------ DATA FOR THE TASK
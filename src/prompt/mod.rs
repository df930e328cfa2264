//! @acp:module "Confirmation Prompts"
//! @acp:summary "Overwrite confirmation with a cancel outcome that stops the whole batch"
//! @acp:domain prompt
//! @acp:layer service

use std::cell::RefCell;
use std::collections::VecDeque;

use dialoguer::theme::ColorfulTheme;
use dialoguer::Confirm as ConfirmPrompt;

use crate::error::{IconError, Result};

/// Answer to a confirmation prompt
#[derive(Debug, Clone, Copy, PartialEq, Eq)]
pub enum Confirmation {
    Yes,
    No,
    /// The user aborted; callers stop the whole operation
    Cancelled,
}

/// @acp:summary "Source of yes/no/cancel answers"
pub trait Confirm {
    fn confirm(&self, prompt: &str) -> Result<Confirmation>;
}

/// Interactive prompt on the terminal; Esc or `q` cancels
#[derive(Debug, Default)]
pub struct TerminalConfirm;

impl Confirm for TerminalConfirm {
    fn confirm(&self, prompt: &str) -> Result<Confirmation> {
        let answer = ConfirmPrompt::with_theme(&ColorfulTheme::default())
            .with_prompt(prompt)
            .default(false)
            .interact_opt()
            .map_err(|e| IconError::Prompt(e.to_string()))?;

        Ok(match answer {
            Some(true) => Confirmation::Yes,
            Some(false) => Confirmation::No,
            None => Confirmation::Cancelled,
        })
    }
}

/// Answers yes to everything (`--yes`)
#[derive(Debug, Default)]
pub struct AssumeYes;

impl Confirm for AssumeYes {
    fn confirm(&self, _prompt: &str) -> Result<Confirmation> {
        Ok(Confirmation::Yes)
    }
}

/// Replays a fixed list of answers and records the prompts it was shown
///
/// Runs out as `No`.
#[derive(Debug, Default)]
pub struct ScriptedConfirm {
    answers: RefCell<VecDeque<Confirmation>>,
    prompts: RefCell<Vec<String>>,
}

impl ScriptedConfirm {
    pub fn new(answers: impl IntoIterator<Item = Confirmation>) -> Self {
        Self {
            answers: RefCell::new(answers.into_iter().collect()),
            prompts: RefCell::default(),
        }
    }

    pub fn prompts(&self) -> Vec<String> {
        self.prompts.borrow().clone()
    }
}

impl Confirm for ScriptedConfirm {
    fn confirm(&self, prompt: &str) -> Result<Confirmation> {
        self.prompts.borrow_mut().push(prompt.to_string());
        Ok(self
            .answers
            .borrow_mut()
            .pop_front()
            .unwrap_or(Confirmation::No))
    }
}
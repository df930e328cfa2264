//! @acp:module "Commands"
//! @acp:summary "CLI command implementations"
//! @acp:domain cli
//! @acp:layer handler
//!
//! Each command lives in its own submodule with an options struct and an
//! `execute_*` entry point.

pub mod add;
pub mod init;
pub mod list;
pub mod remove;

pub use add::{execute_add, execute_add_with, AddOptions};
pub use init::{execute_init, InitOptions};
pub use list::{execute_list, ListOptions};
pub use remove::{execute_remove, RemoveOptions};

use std::path::{Path, PathBuf};

use anyhow::{Context, Result};

use crate::config::{Config, OutputShape};
use crate::error::IconError;
use crate::folder;
use crate::icon::ComponentName;
use crate::storage::{DiskStorage, Storage};

/// @acp:summary "Loaded config plus storage rooted at the project directory"
pub struct Project {
    pub config: Config,
    pub storage: DiskStorage,
}

impl Project {
    /// Load the config at `config_path` (relative to `root` unless absolute)
    pub fn load(root: &Path, config_path: &Path) -> Result<Self> {
        let path = root.join(config_path);
        let config = Config::load(&path).map_err(|err| match err {
            IconError::ConfigMissing(_) => anyhow::anyhow!(
                "{err}\n  Run 'iconsmith init' to set up the project"
            ),
            other => anyhow::Error::new(other),
        })?;

        Ok(Self {
            config,
            storage: DiskStorage::new(root),
        })
    }

    /// Read the barrel file, with a hint when it has not been created yet
    pub fn read_barrel(&self, path: &Path) -> Result<String> {
        if !self.storage.exists(path) {
            anyhow::bail!(
                "{} does not exist. Run 'iconsmith init' to create it",
                path.display()
            );
        }
        Ok(self.storage.read(path)?)
    }

    /// Component files currently in the icon folder, with their names
    pub fn folder_components(&self, dir: &Path) -> Result<Vec<(ComponentName, PathBuf)>> {
        let dialect = self.config.dialect();
        let files = self
            .storage
            .list(dir)
            .with_context(|| format!("Failed to list {}", dir.display()))?;

        Ok(folder::scan_existing(&files, dialect.component_extension())
            .into_iter()
            .map(|name| {
                let path = dir.join(folder::component_file_name(&name, dialect));
                (name, path)
            })
            .collect())
    }

    pub fn output_shape(&self) -> OutputShape {
        self.config.output_shape()
    }
}
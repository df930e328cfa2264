#![forbid(unsafe_code)]
//! iconsmith Command Line Interface

use std::path::PathBuf;

use clap::{Parser, Subcommand};
use tracing_subscriber::{fmt, prelude::*, EnvFilter};

use iconsmith::commands::{
    execute_add, execute_init, execute_list, execute_remove, AddOptions, InitOptions, ListOptions,
    Project, RemoveOptions,
};
use iconsmith::config::CONFIG_FILE;
use iconsmith::registry::IconifyClient;
use iconsmith::{A11yStrategy, Framework};

#[derive(Parser)]
#[command(name = "iconsmith")]
#[command(about = "Generate and maintain icon component modules from the Iconify registry")]
#[command(version)]
struct Cli {
    #[command(subcommand)]
    command: Commands,

    /// Config file path, relative to the project root
    #[arg(short, long, global = true, default_value = CONFIG_FILE)]
    config: PathBuf,

    /// Project root directory
    #[arg(long, global = true, default_value = ".")]
    root: PathBuf,

    /// Verbose output
    #[arg(short, long, global = true)]
    verbose: bool,
}

#[derive(Subcommand)]
enum Commands {
    /// Initialize a new iconsmith project
    Init {
        /// Barrel file (with extension) or icon folder (without)
        #[arg(short, long)]
        output: Option<PathBuf>,

        /// Component framework (react, preact, solid)
        #[arg(long)]
        framework: Option<Framework>,

        /// Generate JavaScript instead of TypeScript
        #[arg(long)]
        js: bool,

        /// Record the registry identifier in each icon
        #[arg(long)]
        track_source: bool,

        /// Accessibility strategy (hidden, img, presentation, none)
        #[arg(long)]
        a11y: Option<A11yStrategy>,

        /// Add a <title> to each icon
        #[arg(long)]
        titles: bool,

        /// Force overwrite existing config
        #[arg(short, long)]
        force: bool,

        /// Skip interactive prompts (use defaults + CLI args)
        #[arg(short = 'y', long)]
        yes: bool,
    },

    /// Add icons by registry identifier (e.g. lucide:check)
    Add {
        /// Icons to add
        #[arg(required = true)]
        icons: Vec<String>,

        /// Component name (only with a single icon)
        #[arg(short, long)]
        name: Option<String>,

        /// Overwrite existing icons without asking
        #[arg(short = 'y', long)]
        yes: bool,

        /// Show the changes without writing them
        #[arg(long)]
        dry_run: bool,
    },

    /// List generated icons
    List {
        /// Output as JSON
        #[arg(long)]
        json: bool,
    },

    /// Remove icons by component name
    Remove {
        /// Component names to remove
        #[arg(required = true)]
        names: Vec<String>,

        /// Skip the confirmation prompt
        #[arg(short = 'y', long)]
        yes: bool,
    },
}

fn init_tracing(verbose: bool) {
    let filter = EnvFilter::try_from_default_env().unwrap_or_else(|_| {
        EnvFilter::new(if verbose { "iconsmith=debug" } else { "warn" })
    });

    tracing_subscriber::registry()
        .with(filter)
        .with(
            fmt::layer()
                .with_target(false)
                .with_writer(std::io::stderr)
                .compact(),
        )
        .init();
}

fn main() -> anyhow::Result<()> {
    let cli = Cli::parse();
    init_tracing(cli.verbose);

    match cli.command {
        Commands::Init {
            output,
            framework,
            js,
            track_source,
            a11y,
            titles,
            force,
            yes,
        } => {
            let options = InitOptions {
                root: cli.root,
                config: cli.config,
                output,
                framework,
                js,
                track_source,
                a11y,
                titles,
                force,
                yes,
            };
            execute_init(options)?;
        }

        Commands::Add {
            icons,
            name,
            yes,
            dry_run,
        } => {
            let project = Project::load(&cli.root, &cli.config)?;
            let options = AddOptions {
                icons,
                name,
                yes,
                dry_run,
            };
            let client = IconifyClient::new(project.config.registry.as_str());
            if !execute_add(options, &project, &client)? {
                std::process::exit(1);
            }
        }

        Commands::List { json } => {
            let project = Project::load(&cli.root, &cli.config)?;
            execute_list(ListOptions { json }, &project)?;
        }

        Commands::Remove { names, yes } => {
            let project = Project::load(&cli.root, &cli.config)?;
            execute_remove(RemoveOptions { names, yes }, &project)?;
        }
    }

    Ok(())
}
------------
- EXERCISE DIRECTIONS: Search the data for the word "dialoguer" and report how many lines include it, with the number alone.

- OUTPUT: 2